Extracted data entries
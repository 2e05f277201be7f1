//! Validation and cleanup of editor keybindings files
//!
//! This crate checks a `keybindings.json` document against the commands the
//! editor actually knows:
//! - Command registry aggregated from live command lists and extension manifests
//! - Location of each keybinding object in the raw document text
//! - Diagnostics for missing, unknown and unparseable entries
//! - Quick fixes that delete a single keybinding and its separator
//! - Bulk cleaning that rewrites the file without invalid entries

pub mod cleaner;
pub mod config;
pub mod diagnostics;
pub mod engine;
pub mod error;
pub mod fix;
pub mod locator;
pub mod models;
pub mod parser;
pub mod registry;
pub mod target;
pub mod text;
pub mod validator;

// Re-export public types
pub use cleaner::{clean, clean_document, render, CleanOutcome};
pub use config::CleanerConfig;
pub use diagnostics::{
    Diagnostic, DiagnosticCollection, DiagnosticKind, DiagnosticsSink, RelatedInformation,
    Severity,
};
pub use engine::{CleanResult, Document, DocumentEditor, KeymapCleaner, PassOutcome};
pub use error::{
    CleanerError, ConfigError, FixError, HostError, ParseError, RegistryError, Result,
};
pub use fix::{code_actions, plan_deletion, CodeAction, CodeActionKind};
pub use locator::{element_spans, locate, locate_entries};
pub use models::{effective_command_id, KeybindingEntry, UNBIND_PREFIX};
pub use parser::parse_keybindings;
pub use registry::{
    build_registry, CommandRegistry, CommandSource, ExtensionManifest, StaticCommandSource,
};
pub use target::{default_keybindings_path, is_target_path};
pub use text::{apply_edit, LineIndex, Position, Range, TextEdit, TextSpan};
pub use validator::{validate, validate_document, Validator};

DESCRIPTION OF THE TASK
Please give all the entries above again, exactly as they stand.

OUTPUT OF THE EXERCISE
repository 2e05f277201be7f1
//! Validation and cleanup of editor keybindings files
//!
//! This crate checks a `keybindings.json` document against the commands the
//! editor actually knows:
//! - Command registry aggregated from live command lists and extension manifests
//! - Location of each keybinding object in the raw document text
//! - Diagnostics for missing, unknown and unparseable entries
//! - Quick fixes that delete a single keybinding and its separator
//! - Bulk cleaning that rewrites the file without invalid entries

pub mod cleaner;
pub mod config;
pub mod diagnostics;
pub mod engine;
pub mod error;
pub mod fix;
pub mod locator;
pub mod models;
pub mod parser;
pub mod registry;
pub mod target;
pub mod text;
pub mod validator;

// Re-export public types
pub use cleaner::{clean, clean_document, render, CleanOutcome};
pub use config::CleanerConfig;
pub use diagnostics::{
    Diagnostic, DiagnosticCollection, DiagnosticKind, DiagnosticsSink, RelatedInformation,
    Severity,
};
pub use engine::{CleanResult, Document, DocumentEditor, KeymapCleaner, PassOutcome};
pub use error::{
    CleanerError, ConfigError, FixError, HostError, ParseError, RegistryError, Result,
};
pub use fix::{code_actions, plan_deletion, CodeAction, CodeActionKind};
pub use locator::{element_spans, locate, locate_entries};
pub use models::{effective_command_id, KeybindingEntry, UNBIND_PREFIX};
pub use parser::parse_keybindings;
pub use registry::{
    build_registry, CommandRegistry, CommandSource, ExtensionManifest, StaticCommandSource,
};
pub use target::{default_keybindings_path, is_target_path};
pub use text::{apply_edit, LineIndex, Position, Range, TextEdit, TextSpan};
pub use validator::{validate, validate_document, Validator};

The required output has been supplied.